Martha Suplicy, intendenta
de San Pablo, Brasil.

Por Dalmiro Bustos *

Corría el año 1944. Era el fin de la Segunda Guerra Mundial. Toda mi familia se encontraba reunida frente a la enorme radio que transmitía las notas del Himno Nacional. Mi padre presidía la reunión silenciosa con un aire de profundo respeto y grave concentración. A mis diez años esta escena emanaba respeto a la autoridad, valores inalienables y claras prioridades. Todos estábamos de pie en señal de respeto. Me agaché para rascarme un pie. La mirada de mi padre bastó para informarme que debía esperar. La prioridad era reverenciar a la Patria y los valores proclamados por las estrofas del Himno. Si los brazos de mi madre representaban la seguridad del afecto, los de mi padre significaban el respeto a las normas y la responsabilidad de defender los valores proclamados.
Esta escena simple y sin estridencias fue para mí una brújula que mantuvo el norte de mi viaje por la vida, aun en momentos en los que todo parecía zozobrar. Enmarcando la cara de mi padre aparecían las de Sarmiento, San Martín, Belgrano, figuras señeras ante cuyo nombre aparecía el ímpetu de ponerse de pie. Representaban lo deseable para un pueblo en crecimiento.
Pasaron los años, muchos, y la teoría psicodramática me ofreció los instrumentos para comprender la escena desde otro ángulo. Me enseñó que para crecer positivamente, un ser humano necesita de los brazos incondicionales de una madre que le abra el camino hacia la ternura que asegura el acceso al mundo mágico y peligroso de las relaciones amorosas. Y también es necesario un padre que nos permite afirmarnos y nos instrumenta para alcanzar las metas deseadas. La identificación con las normas deviene del hecho de habernos sentido protegidos por ellas. Siendo así las promovemos y las defenderemos.

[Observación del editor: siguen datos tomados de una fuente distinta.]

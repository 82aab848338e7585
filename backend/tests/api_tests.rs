//! HTTP API integration tests
//!
//! Drives the router in-process with `tower::ServiceExt::oneshot`.

mod common;

use asthma_shield_backend::{create_app, services::PredictionPipeline, AppState};
use axum::{
    body::{to_bytes, Body},
    http::{Request, StatusCode},
    Router,
};
use common::FixedProvider;
use serde_json::Value;
use tower::ServiceExt;

fn app() -> Router {
    app_with(common::test_config())
}

fn app_with(config: asthma_shield_backend::Config) -> Router {
    let pipeline = PredictionPipeline::from_config(
        common::forest(),
        FixedProvider::new(common::pune_measurements()),
        &config,
    );
    create_app(AppState::new(config, pipeline))
}

async fn get(app: Router, uri: &str) -> (StatusCode, Value) {
    let response = app
        .oneshot(Request::builder().uri(uri).body(Body::empty()).unwrap())
        .await
        .unwrap();
    let status = response.status();
    let bytes = to_bytes(response.into_body(), usize::MAX).await.unwrap();
    (status, serde_json::from_slice(&bytes).unwrap())
}

const PUNE_QUERY: &str = "/api/v1/predict?city=Pune&patient_age=35\
    &patient_history_severe_attacks=2&medication_adherence=0.8";

// ============================================================================
// Predict
// ============================================================================

#[tokio::test]
async fn test_predict_returns_full_payload() {
    let (status, body) = get(app(), PUNE_QUERY).await;

    assert_eq!(status, StatusCode::OK);
    assert_eq!(body["city"], "Pune");
    assert_eq!(body["pm25"], 6.12);
    assert_eq!(body["pollen_level"], 50.0);
    assert_eq!(body["patient_history_severe_attacks"], 2);
    assert_eq!(body["asthma_risk"], "Moderate");
    assert_eq!(body["data_source"], "live");
    assert_eq!(body["model_version"], "asthma-risk-forest-2024.06");
    assert_eq!(body["model_digest"], common::forest().metadata.digest.as_str());
    assert_eq!(body["model_digest"].as_str().unwrap().len(), 64);
    assert_eq!(body["explanation_unavailable"], false);
    assert!(body["advice"].as_str().unwrap().contains("PM2.5=6.12"));

    let additive = &body["explanation"]["additive"];
    assert_eq!(additive["attributions"].as_array().unwrap().len(), 10);
    assert_eq!(additive["top_contributors"].as_array().unwrap().len(), 3);
    assert!(body["explanation"]["surrogate"]["fidelity"].is_number());
}

#[tokio::test]
async fn test_predict_uses_defaults() {
    let (status, body) = get(app(), "/api/v1/predict").await;

    assert_eq!(status, StatusCode::OK);
    assert_eq!(body["city"], "Pune");
    assert_eq!(body["patient_age"], 35);
    assert_eq!(body["patient_history_severe_attacks"], 1);
    assert_eq!(body["medication_adherence"], 0.8);
}

#[tokio::test]
async fn test_predict_without_explanation() {
    let (status, body) = get(app(), &format!("{}&explain=false", PUNE_QUERY)).await;

    assert_eq!(status, StatusCode::OK);
    assert!(body.get("explanation").is_none());
    assert_eq!(body["explanation_unavailable"], false);
}

#[tokio::test]
async fn test_explanation_timeout_still_answers() {
    let mut config = common::test_config();
    config.explanation.budget_ms = 0;
    let (status, body) = get(app_with(config), PUNE_QUERY).await;

    assert_eq!(status, StatusCode::OK);
    assert_eq!(body["asthma_risk"], "Moderate");
    assert_eq!(body["explanation_unavailable"], true);
    assert!(body["explanation_unavailable_reason"]
        .as_str()
        .unwrap()
        .contains("budget"));
}

#[tokio::test]
async fn test_invalid_adherence_is_bad_request() {
    let uri = "/api/v1/predict?city=Pune&medication_adherence=1.5";
    let (status, body) = get(app(), uri).await;

    assert_eq!(status, StatusCode::BAD_REQUEST);
    assert_eq!(body["error"]["code"], "VALIDATION_ERROR");
    assert_eq!(body["error"]["field"], "medication_adherence");
}

#[tokio::test]
async fn test_malformed_query_is_bad_request() {
    let (status, body) = get(app(), "/api/v1/predict?patient_age=abc").await;

    assert_eq!(status, StatusCode::BAD_REQUEST);
    assert_eq!(body["error"]["code"], "VALIDATION_ERROR");
}

#[tokio::test]
async fn test_unknown_city_is_not_found() {
    let (status, body) = get(app(), "/api/v1/predict?city=Atlantis").await;

    assert_eq!(status, StatusCode::NOT_FOUND);
    assert_eq!(body["error"]["code"], "LOCATION_NOT_FOUND");
}

// ============================================================================
// Health and Model
// ============================================================================

#[tokio::test]
async fn test_health_reports_model() {
    for uri in ["/health", "/api/v1/health"] {
        let (status, body) = get(app(), uri).await;
        assert_eq!(status, StatusCode::OK);
        assert_eq!(body["status"], "healthy");
        assert_eq!(body["model"]["model_version"], "asthma-risk-forest-2024.06");
    }
}

#[tokio::test]
async fn test_model_info_lists_schema() {
    let (status, body) = get(app(), "/api/v1/model").await;

    assert_eq!(status, StatusCode::OK);
    assert_eq!(body["family"], "random_forest");
    assert_eq!(body["feature_names"][0], "pm25");
    assert_eq!(body["classes"], serde_json::json!(["Low", "Moderate", "High"]));
    assert_eq!(body["global_importance"].as_array().unwrap().len(), 10);
}

#[tokio::test]
async fn test_model_info_is_stable_across_calls() {
    let app = app();
    let (_, first) = get(app.clone(), "/api/v1/model").await;
    let (_, second) = get(app, "/api/v1/model").await;
    assert_eq!(first["global_importance"], second["global_importance"]);
}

La coherencia entre la imagen paterna y sus representantes sociales como líderes políticos, científicos, artísticos o deportivos va reafirmando la confianza en la seguridad que nos ofrecen estas figuras. Hacia allá vale le pena ir; ésa es la dirección correcta. Así vamos conformando aquello que llamamos subjetividad, configurando diferentes variaciones de la brújula que mencionaba al principio. Marcan un camino ideal para cada individuo, adecuándolo a una comunidad y su realidad. La segunda escena es actual. Me encuentro en una heladería, saboreando uno de mis postres preferidos, a despecho de la rebelde barriga. A mi lado, un niño de unos siete u ocho años termina de comer el contenido de su cucurucho y lo arroja en el medio de la calle donde los numerosos automóviles se encargan de completar la tarea, ensuciando a diestra y siniestra. Su joven madre está a su lado. Con una sonrisa verdadera, forjada en muchos años de ejercer la psicoterapia y la docencia, y la ímproba tarea de ser padre, tío y abuelo, le digo al niño que a su lado había un cesto adecuado para recibir los desechos que arrojó a la calle. Arrojo el resto de mi propio cucurucho, indicándole que así la calle se ve libre de sobras que incomodan a los demás. Mirándome con ojos indignados no dudó en responderme: ¿Y vos qué te metés, viejo de m...? Su joven madre lo miró con cara de leve recriminación: “Eso no se dice” y dirigiéndose a mí: “Perdone, señor, estos chicos, cada día dicen más malas palabras...” y así diciendo se alejaron sin mucha preocupación.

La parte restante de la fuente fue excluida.